J.B. Spins

Jazz, film, and improvised culture.

Saturday, October 16, 2010

Royal Flush Fest ’10: Coals to Newcastle

Leeds is a hipper city than you might think. Home of the first European music college to offer a jazz degree, it has attracted talented students from around the continent, many of whom have stayed in town. As a result, it has a fairly happening music scene that can more or less support a band like the New Mastersounds. Still, it’s not New Orleans, so naturally the band jumped at the chance to play Jazz Fest, post-Katrina.

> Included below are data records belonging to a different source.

//! Note persistence contracts and SQLite implementation.
//!
//! # Responsibility
//! - Provide CRUD APIs over the `notes` table.
//! - Keep SQL details inside the persistence boundary.
//!
//! # Invariants
//! - Ids come from `AUTOINCREMENT` and are never reused, even after
//!   `delete_all_notes`.
//! - `list_notes` is ordered by `id ASC`.
//! - Update and delete report `NotFound` when no row matches.
//! - No field validation: any title/description/priority is stored as given.

use crate::db::DbError;
use crate::model::note::{Note, NoteDraft, NoteId};
use rusqlite::{params, Connection, Row, TransactionBehavior};
use std::error::Error;
use std::fmt::{Display, Formatter};

const NOTE_SELECT_SQL: &str = "SELECT id, title, description, priority FROM notes";

pub type RepoResult<T> = Result<T, RepoError>;

/// Repository error for note persistence and query operations.
#[derive(Debug)]
pub enum RepoError {
    Db(DbError),
    NotFound(NoteId),
    InvalidData(String),
}

impl RepoError {
    /// Short stable code for log events.
    pub fn code(&self) -> &'static str {
        match self {
            Self::Db(_) => "db_error",
            Self::NotFound(_) => "not_found",
            Self::InvalidData(_) => "invalid_data",
        }
    }
}

impl Display for RepoError {
    fn fmt(&self, f: &mut Formatter<'_>) -> std::fmt::Result {
        match self {
            Self::Db(err) => write!(f, "{err}"),
            Self::NotFound(id) => write!(f, "note not found: {id}"),
            Self::InvalidData(message) => write!(f, "invalid persisted note data: {message}"),
        }
    }
}

impl Error for RepoError {
    fn source(&self) -> Option<&(dyn Error + 'static)> {
        match self {
            Self::Db(err) => Some(err),
            Self::NotFound(_) | Self::InvalidData(_) => None,
        }
    }
}

impl From<DbError> for RepoError {
    fn from(value: DbError) -> Self {
        Self::Db(value)
    }
}

impl From<rusqlite::Error> for RepoError {
    fn from(value: rusqlite::Error) -> Self {
        Self::Db(DbError::Sqlite(value))
    }
}

/// Data access interface for notes.
pub trait NoteDao {
    /// Persists a new note and returns its assigned id.
    fn insert_note(&mut self, draft: &NoteDraft) -> RepoResult<NoteId>;
    /// Replaces title, description and priority of the note with `note.id`.
    fn update_note(&mut self, note: &Note) -> RepoResult<()>;
    fn delete_note(&mut self, id: NoteId) -> RepoResult<()>;
    /// Removes every note and returns how many rows were removed.
    fn delete_all_notes(&mut self) -> RepoResult<usize>;
    fn get_note(&self, id: NoteId) -> RepoResult<Option<Note>>;
    /// Returns all notes ordered by id.
    fn list_notes(&self) -> RepoResult<Vec<Note>>;
    /// Inserts all drafts in a single transaction.
    fn seed_notes(&mut self, drafts: &[NoteDraft]) -> RepoResult<Vec<NoteId>>;
}

/// SQLite-backed note repository.
pub struct SqliteNoteDao<'conn> {
    conn: &'conn mut Connection,
}

impl<'conn> SqliteNoteDao<'conn> {
    /// Wraps a connection returned by `db::open_with`.
    pub fn new(conn: &'conn mut Connection) -> Self {
        Self { conn }
    }
}

impl NoteDao for SqliteNoteDao<'_> {
    fn insert_note(&mut self, draft: &NoteDraft) -> RepoResult<NoteId> {
        insert_row(self.conn, draft)
    }

    fn update_note(&mut self, note: &Note) -> RepoResult<()> {
        let changed = self.conn.execute(
            "UPDATE notes
             SET
                title = ?2,
                description = ?3,
                priority = ?4
             WHERE id = ?1;",
            params![
                note.id,
                note.title.as_str(),
                note.description.as_str(),
                note.priority
            ],
        )?;

        if changed == 0 {
            return Err(RepoError::NotFound(note.id));
        }

        Ok(())
    }

    fn delete_note(&mut self, id: NoteId) -> RepoResult<()> {
        let changed = self
            .conn
            .execute("DELETE FROM notes WHERE id = ?1;", [id])?;

        if changed == 0 {
            return Err(RepoError::NotFound(id));
        }

        Ok(())
    }

    fn delete_all_notes(&mut self) -> RepoResult<usize> {
        let removed = self.conn.execute("DELETE FROM notes;", [])?;
        Ok(removed)
    }

    fn get_note(&self, id: NoteId) -> RepoResult<Option<Note>> {
        let mut stmt = self
            .conn
            .prepare(&format!("{NOTE_SELECT_SQL} WHERE id = ?1;"))?;
        let mut rows = stmt.query([id])?;
        if let Some(row) = rows.next()? {
            return Ok(Some(parse_note_row(row)?));
        }

        Ok(None)
    }

    fn list_notes(&self) -> RepoResult<Vec<Note>> {
        let mut stmt = self
            .conn
            .prepare(&format!("{NOTE_SELECT_SQL} ORDER BY id ASC;"))?;
        let mut rows = stmt.query([])?;
        let mut notes = Vec::new();
        while let Some(row) = rows.next()? {
            notes.push(parse_note_row(row)?);
        }

        Ok(notes)
    }

    fn seed_notes(&mut self, drafts: &[NoteDraft]) -> RepoResult<Vec<NoteId>> {
        let tx = self
            .conn
            .transaction_with_behavior(TransactionBehavior::Immediate)?;
        let mut ids = Vec::with_capacity(drafts.len());
        for draft in drafts {
            ids.push(insert_row(&tx, draft)?);
        }
        tx.commit()?;
        Ok(ids)
    }
}

fn insert_row(conn: &Connection, draft: &NoteDraft) -> RepoResult<NoteId> {
    conn.execute(
        "INSERT INTO notes (title, description, priority) VALUES (?1, ?2, ?3);",
        params![
            draft.title.as_str(),
            draft.description.as_str(),
            draft.priority
        ],
    )?;
    Ok(conn.last_insert_rowid())
}

fn parse_note_row(row: &Row<'_>) -> RepoResult<Note> {
    let id: NoteId = row.get("id")?;
    if id < 0 {
        return Err(RepoError::InvalidData(format!(
            "negative id `{id}` in notes.id"
        )));
    }

    Ok(Note {
        id,
        title: row.get("title")?,
        description: row.get("description")?,
        priority: row.get("priority")?,
    })
}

Appreciating the band’s journey to the birthplace of all funky sounds, filmmakers Marca Hagenstad and Aaron Dunsay documented their mini-tour in Coals to New Castle—The New Mastersounds: from Leeds to New Orleans (trailer here), which screened last night at the 2010 Royal Flush Festival, New York’s annual celebration of film, music, and attitude, newly relocated to the Brooklyn Knitting Factory for extra added swagger.

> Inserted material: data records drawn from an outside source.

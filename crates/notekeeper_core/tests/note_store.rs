use notekeeper_core::{
    Note, NoteDraft, NoteRepository, NoteStore, SchemaState, StoreCell, StoreConfig, StoreError,
    Subscription,
};
use parking_lot::Mutex;
use std::collections::HashSet;
use std::path::Path;
use std::sync::{Arc, Barrier};
use std::thread;

type Deliveries = Arc<Mutex<Vec<Vec<Note>>>>;

fn open_repo(config: &StoreConfig) -> NoteRepository {
    NoteRepository::new(Arc::new(NoteStore::open(config).unwrap()))
}

fn record(repo: &NoteRepository) -> (Deliveries, Subscription) {
    let deliveries: Deliveries = Arc::new(Mutex::new(Vec::new()));
    let sink = Arc::clone(&deliveries);
    let subscription = repo.subscribe_all_notes(move |notes| sink.lock().push(notes.to_vec()));
    (deliveries, subscription)
}

fn latest(deliveries: &Deliveries) -> Vec<Note> {
    deliveries
        .lock()
        .last()
        .cloned()
        .expect("at least one delivery")
}

fn seed_list() -> Vec<Note> {
    vec![
        Note::new(1, "Title 1", "Description 1", 1),
        Note::new(2, "Title 2", "Description 2", 2),
        Note::new(3, "Title 3", "Description 3", 3),
    ]
}

fn file_config(dir: &Path) -> StoreConfig {
    StoreConfig::file(dir.join("note_database.sqlite3"))
}

#[test]
fn fresh_store_publishes_the_seed_notes() {
    let repo = open_repo(&StoreConfig::in_memory());
    let (deliveries, _subscription) = record(&repo);

    repo.flush().unwrap();

    assert_eq!(repo.store().schema_state(), SchemaState::Created);
    assert_eq!(latest(&deliveries), seed_list());
    assert_eq!(deliveries.lock().len(), 1);
}

#[test]
fn insert_update_delete_and_clear_are_observed_in_order() {
    let repo = open_repo(&StoreConfig::in_memory());
    let (deliveries, _subscription) = record(&repo);

    repo.insert("Milk", "Buy milk", 2).unwrap();
    repo.flush().unwrap();
    let after_insert = latest(&deliveries);
    assert_eq!(after_insert.len(), 4);
    let milk = after_insert.last().unwrap().clone();
    assert_eq!(milk.to_draft(), NoteDraft::new("Milk", "Buy milk", 2));
    assert!(seed_list().iter().all(|seed| seed.id != milk.id));

    repo.update(2, "Title 2b", "Desc 2b", 9).unwrap();
    repo.flush().unwrap();
    let after_update = latest(&deliveries);
    assert_eq!(after_update[1], Note::new(2, "Title 2b", "Desc 2b", 9));
    assert_eq!(after_update[0], seed_list()[0]);
    assert_eq!(after_update[2], seed_list()[2]);

    repo.delete(1).unwrap();
    repo.flush().unwrap();
    let ids: Vec<i64> = latest(&deliveries).iter().map(|note| note.id).collect();
    assert_eq!(ids, vec![2, 3, milk.id]);

    repo.delete_all().unwrap();
    repo.flush().unwrap();
    assert!(latest(&deliveries).is_empty());

    repo.insert("Bread", "After clear", 1).unwrap();
    repo.flush().unwrap();
    let after_clear = latest(&deliveries);
    assert_eq!(after_clear.len(), 1);
    assert!(after_clear[0].id > milk.id);
}

#[test]
fn every_committed_write_is_delivered_once() {
    let repo = open_repo(&StoreConfig::in_memory());
    let (deliveries, _subscription) = record(&repo);

    repo.insert("a", "b", 1).unwrap();
    repo.update(1, "c", "d", 2).unwrap();
    repo.delete(3).unwrap();
    repo.flush().unwrap();

    let lengths: Vec<usize> = deliveries.lock().iter().map(Vec::len).collect();
    assert_eq!(lengths, vec![3, 4, 4, 3]);
}

#[test]
fn delete_all_twice_publishes_empty_lists_without_errors() {
    let repo = open_repo(&StoreConfig::in_memory());
    let (deliveries, _subscription) = record(&repo);

    repo.delete_all().unwrap();
    repo.delete_all().unwrap();
    repo.flush().unwrap();

    let snapshots = deliveries.lock().clone();
    assert_eq!(snapshots.len(), 3);
    assert!(snapshots[1].is_empty());
    assert!(snapshots[2].is_empty());
    assert_eq!(repo.store().failed_writes(), 0);
}

#[test]
fn update_of_unknown_id_is_counted_and_the_stream_keeps_going() {
    let repo = open_repo(&StoreConfig::in_memory());
    let (deliveries, _subscription) = record(&repo);

    repo.update(99, "ghost", "missing", 1).unwrap();
    repo.delete(98).unwrap();
    repo.flush().unwrap();
    assert_eq!(repo.store().failed_writes(), 2);
    assert_eq!(deliveries.lock().len(), 1);

    repo.insert("still", "works", 5).unwrap();
    repo.flush().unwrap();
    assert_eq!(latest(&deliveries).len(), 4);
    assert_eq!(repo.store().applied_writes(), 1);
}

#[test]
fn late_subscriber_receives_the_current_list_immediately() {
    let repo = open_repo(&StoreConfig::in_memory());
    repo.insert("x", "y", 7).unwrap();
    repo.flush().unwrap();

    let (deliveries, _subscription) = record(&repo);

    assert_eq!(deliveries.lock().len(), 1);
    assert_eq!(latest(&deliveries).len(), 4);
}

#[test]
fn unsubscribed_observer_stops_receiving() {
    let repo = open_repo(&StoreConfig::in_memory());
    let (deliveries, subscription) = record(&repo);
    repo.flush().unwrap();

    subscription.unsubscribe();
    repo.insert("after", "unsubscribe", 1).unwrap();
    repo.flush().unwrap();

    assert_eq!(deliveries.lock().len(), 1);
    assert_eq!(repo.store().current().map(|notes| notes.len()), Some(4));
}

#[test]
fn writes_apply_in_submission_order_with_unique_ids() {
    let repo = open_repo(&StoreConfig::in_memory());
    repo.delete_all().unwrap();
    for priority in 0..50 {
        repo.insert(format!("note {priority}"), "ordered", priority)
            .unwrap();
    }
    repo.flush().unwrap();

    let notes = repo.store().current().unwrap();
    let priorities: Vec<i32> = notes.iter().map(|note| note.priority).collect();
    assert_eq!(priorities, (0..50).collect::<Vec<_>>());
    let ids: HashSet<i64> = notes.iter().map(|note| note.id).collect();
    assert_eq!(ids.len(), 50);
}

#[test]
fn concurrent_submitters_all_land_with_distinct_ids() {
    let repo = open_repo(&StoreConfig::in_memory());
    let handles: Vec<_> = (0..4)
        .map(|worker| {
            let repo = repo.clone();
            thread::spawn(move || {
                for idx in 0..25 {
                    repo.insert(format!("w{worker}-{idx}"), "parallel", idx)
                        .unwrap();
                }
            })
        })
        .collect();
    for handle in handles {
        handle.join().unwrap();
    }
    repo.flush().unwrap();

    let notes = repo.store().current().unwrap();
    assert_eq!(notes.len(), 103);
    let ids: HashSet<i64> = notes.iter().map(|note| note.id).collect();
    assert_eq!(ids.len(), 103);
    for worker in 0..4 {
        let prefix = format!("w{worker}-");
        let own: Vec<i32> = notes
            .iter()
            .filter(|note| note.title.starts_with(&prefix))
            .map(|note| note.priority)
            .collect();
        assert_eq!(own, (0..25).collect::<Vec<_>>());
    }
}

#[test]
fn reopening_a_file_store_never_reseeds() {
    let dir = tempfile::tempdir().unwrap();
    let config = file_config(dir.path());
    {
        let repo = open_repo(&config);
        repo.insert("Milk", "Buy milk", 2).unwrap();
        repo.flush().unwrap();
    }

    let repo = open_repo(&config);
    repo.flush().unwrap();
    assert_eq!(repo.store().schema_state(), SchemaState::Opened);
    let notes = repo.store().current().unwrap();
    assert_eq!(notes.len(), 4);
    assert_eq!(
        notes.iter().filter(|note| note.title == "Title 1").count(),
        1
    );
}

#[test]
fn cleared_file_store_stays_empty_after_reopen() {
    let dir = tempfile::tempdir().unwrap();
    let config = file_config(dir.path());
    {
        let repo = open_repo(&config);
        repo.delete_all().unwrap();
        repo.flush().unwrap();
    }

    let repo = open_repo(&config);
    repo.flush().unwrap();
    assert!(repo.store().current().unwrap().is_empty());
}

#[test]
fn dropping_the_store_drains_queued_writes() {
    let dir = tempfile::tempdir().unwrap();
    let config = file_config(dir.path());
    {
        let repo = open_repo(&config);
        for idx in 0..20 {
            repo.insert(format!("queued {idx}"), "drain", idx).unwrap();
        }
    }

    let repo = open_repo(&config);
    repo.flush().unwrap();
    assert_eq!(repo.store().current().unwrap().len(), 23);
}

#[test]
fn store_cell_opens_and_seeds_once_under_concurrent_access() {
    let dir = tempfile::tempdir().unwrap();
    let cell = Arc::new(StoreCell::new(file_config(dir.path())));
    let barrier = Arc::new(Barrier::new(8));

    let handles: Vec<_> = (0..8)
        .map(|_| {
            let cell = Arc::clone(&cell);
            let barrier = Arc::clone(&barrier);
            thread::spawn(move || {
                barrier.wait();
                cell.get_or_open().unwrap()
            })
        })
        .collect();
    let stores: Vec<Arc<NoteStore>> = handles
        .into_iter()
        .map(|handle| handle.join().unwrap())
        .collect();

    assert!(stores.iter().all(|store| Arc::ptr_eq(store, &stores[0])));
    stores[0].flush().unwrap();
    assert_eq!(stores[0].current().unwrap().as_slice(), seed_list().as_slice());
}

#[test]
fn unavailable_store_is_reported_to_the_caller() {
    let dir = tempfile::tempdir().unwrap();
    let config = StoreConfig::file(dir.path().join("missing").join("notes.db"));

    let err = NoteStore::open(&config).unwrap_err();
    assert!(matches!(err, StoreError::Unavailable(_)));

    let cell = StoreCell::new(config);
    assert!(cell.get_or_open().is_err());
    assert!(cell.get().is_none());
}

#[test]
fn recreated_store_is_seeded_again() {
    let dir = tempfile::tempdir().unwrap();
    let config = file_config(dir.path());
    {
        let repo = open_repo(&config);
        repo.insert("doomed", "by schema bump", 1).unwrap();
        repo.flush().unwrap();
    }
    {
        let conn = rusqlite::Connection::open(dir.path().join("note_database.sqlite3")).unwrap();
        conn.execute_batch("PRAGMA user_version = 42;").unwrap();
    }

    let repo = open_repo(&config);
    repo.flush().unwrap();
    assert_eq!(repo.store().schema_state(), SchemaState::Recreated);
    assert_eq!(repo.store().current().unwrap().as_slice(), seed_list().as_slice());
}

#[test]
fn observer_panicking_on_first_delivery_does_not_reach_the_caller() {
    let repo = open_repo(&StoreConfig::in_memory());
    repo.flush().unwrap();

    let subscription = repo.subscribe_all_notes(|_| panic!("observer failure"));
    assert!(!subscription.is_active());

    let (deliveries, _subscription) = record(&repo);
    repo.insert("after", "panic", 1).unwrap();
    repo.flush().unwrap();
    assert_eq!(latest(&deliveries).len(), 4);
}

#[test]
fn observer_dropping_its_subscription_keeps_the_writer_running() {
    let repo = open_repo(&StoreConfig::in_memory());
    let slot: Arc<Mutex<Option<Subscription>>> = Arc::new(Mutex::new(None));
    let own_slot = Arc::clone(&slot);
    let subscription = repo.subscribe_all_notes(move |notes| {
        if notes.len() > 3 {
            own_slot.lock().take();
        }
    });
    *slot.lock() = Some(subscription);
    repo.flush().unwrap();

    repo.insert("tear", "down", 1).unwrap();
    repo.insert("still", "applied", 2).unwrap();
    repo.flush().unwrap();

    assert!(slot.lock().is_none());
    assert_eq!(repo.store().current().map(|notes| notes.len()), Some(5));
    assert_eq!(repo.store().failed_writes(), 0);
}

The New Mastsersounds might have scratched out an even larger following in the States than in their native Britain. In fact, their 2007 New Orleans gigs generated a lot of heat and American goodwill for the band. A jazz-influenced instrumental funk jam-band, the NM’s blur genre distinctions in way that makes them feel quite at home in the Crescent City club circuit. Wisely, Hagenstad and Dunsay focus on their three big gigs: the venerable House of Blues, a free outdoor porch concert (literally on their host’s porch and probably their biggest show in NOLA), and at the Blue Nile on Frenchmen Street. (I’d just like to take a moment to give a shout out to the Blue Nile, whose staff was quite welcoming when I caught Kirk Joseph there nearly three years ago).

Sweet Georgia Brown, the music of Coals is funky. The NM’s are a groovy band and they had some killer NOLA musician’s musicians sitting-in with them in 2007, including the likes of Stanton Moore (of Galactic) and Ivan Neville (founder of Dumptaphunk). Though the music drives Coals, the bandmembers, particularly drummer Simon Allen, offer some interesting insights on the sociological differences between the British and American scenes. Indeed, the very NOLA tradition of sitting-in was something that took some getting used to for the NM’s. They clearly warmed to it though.

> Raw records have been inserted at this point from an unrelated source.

//! CLI smoke shell over the note repository.
//!
//! # Responsibility
//! - Exercise `notekeeper_core` wiring end to end against the configured
//!   store file (`NOTEKEEPER_DB_PATH`).
//! - Print the observed note list after each command has been applied.

use clap::{Parser, Subcommand};
use log::warn;
use notekeeper_core::{
    core_version, init_logging, LogConfig, Note, NoteId, NoteRepository, NoteStore, StoreConfig,
};
use std::process::ExitCode;
use std::sync::Arc;

#[derive(Parser, Debug)]
#[command(
    name = "notekeeper",
    about = "Inspect and edit the local note store",
    long_about = "Inspect and edit the local note store.\n\nThe store file is taken from \
                  NOTEKEEPER_DB_PATH; logs go to NOTEKEEPER_LOG_DIR."
)]
struct Cli {
    #[command(subcommand)]
    command: Option<NoteCommand>,
}

#[derive(Subcommand, Debug, PartialEq, Eq)]
enum NoteCommand {
    #[command(about = "Print every note (default)")]
    List,

    #[command(about = "Insert a new note")]
    Add {
        title: String,
        description: String,
        #[arg(allow_negative_numbers = true)]
        priority: i32,
    },

    #[command(about = "Replace every field of an existing note")]
    Update {
        id: NoteId,
        title: String,
        description: String,
        #[arg(allow_negative_numbers = true)]
        priority: i32,
    },

    #[command(about = "Delete one note by id")]
    Delete { id: NoteId },

    #[command(about = "Delete every note")]
    Clear,

    #[command(about = "Print the core library version")]
    Version,
}

fn main() -> ExitCode {
    let command = Cli::parse().command.unwrap_or(NoteCommand::List);

    if command == NoteCommand::Version {
        println!("notekeeper_core version={}", core_version());
        return ExitCode::SUCCESS;
    }

    if let Err(err) = init_logging(&LogConfig::from_env()) {
        eprintln!("logging disabled: {err}");
    }

    match run(command) {
        Ok(()) => ExitCode::SUCCESS,
        Err(message) => {
            eprintln!("{message}");
            ExitCode::FAILURE
        }
    }
}

fn run(command: NoteCommand) -> Result<(), String> {
    let store = NoteStore::open(&StoreConfig::from_env()).map_err(|err| err.to_string())?;
    let repo = NoteRepository::new(Arc::new(store));

    let submitted = match command {
        NoteCommand::List | NoteCommand::Version => Ok(()),
        NoteCommand::Add {
            title,
            description,
            priority,
        } => repo.insert(title, description, priority),
        NoteCommand::Update {
            id,
            title,
            description,
            priority,
        } => repo.update(id, title, description, priority),
        NoteCommand::Delete { id } => repo.delete(id),
        NoteCommand::Clear => repo.delete_all(),
    };
    submitted.map_err(|err| err.to_string())?;
    repo.flush().map_err(|err| err.to_string())?;

    if repo.store().failed_writes() > 0 {
        warn!("event=cli_command module=cli status=error error_code=write_failed");
        eprintln!("command was not applied (see log for details)");
    }

    let notes = repo.store().current().unwrap_or_default();
    print_notes(&notes);
    Ok(())
}

fn print_notes(notes: &[Note]) {
    if notes.is_empty() {
        println!("(no notes)");
        return;
    }
    for note in notes {
        println!(
            "#{:<4} [{}] {} - {}",
            note.id, note.priority, note.title, note.description
        );
    }
}

#[cfg(test)]
mod tests {
    use super::{Cli, NoteCommand};
    use clap::{CommandFactory, Parser};

    fn parse(args: &[&str]) -> Result<Option<NoteCommand>, clap::Error> {
        Cli::try_parse_from(std::iter::once("notekeeper").chain(args.iter().copied()))
            .map(|cli| cli.command)
    }

    #[test]
    fn cli_definition_is_consistent() {
        Cli::command().debug_assert();
    }

    #[test]
    fn empty_arguments_select_no_command() {
        assert_eq!(parse(&[]).unwrap(), None);
    }

    #[test]
    fn update_parses_all_fields() {
        let parsed = parse(&["update", "2", "Title 2b", "Desc 2b", "9"]).unwrap();
        assert_eq!(
            parsed,
            Some(NoteCommand::Update {
                id: 2,
                title: "Title 2b".to_string(),
                description: "Desc 2b".to_string(),
                priority: 9,
            })
        );
    }

    #[test]
    fn negative_priority_is_accepted() {
        let parsed = parse(&["add", "Milk", "Buy milk", "-3"]).unwrap();
        assert_eq!(
            parsed,
            Some(NoteCommand::Add {
                title: "Milk".to_string(),
                description: "Buy milk".to_string(),
                priority: -3,
            })
        );
    }

    #[test]
    fn delete_takes_a_numeric_id() {
        assert_eq!(
            parse(&["delete", "7"]).unwrap(),
            Some(NoteCommand::Delete { id: 7 })
        );
        assert!(parse(&["delete", "seven"]).is_err());
    }

    #[test]
    fn non_numeric_priority_is_rejected() {
        assert!(parse(&["add", "Milk", "Buy milk", "high"]).is_err());
    }

    #[test]
    fn unknown_command_is_rejected() {
        assert!(parse(&["purge"]).is_err());
    }
}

Obviously, Katrina’s wake was an all too fresh reality when they played Jazz Fest, but Hagenstad and Dunsay smartly resist over-playing that card. Instead, they just let the band and their guests chug away. The results are just a rollicking good time.

With their retro-1970’s graphics and some energizing concert footage, Coals looks cool and sounds great. Frankly, it is more than entertaining enough to merit a legitimate theatrical life. Unfortunately many distributors probably will not understand the New Mastersounds’s knack for packing houses. Thoroughly satisfying, Coals next screens on October 24th at the Hot Springs Documentary Film Festival in Arkansas, while the 2010 Royal Flush Festival continues at its new BKLN home through the 18th.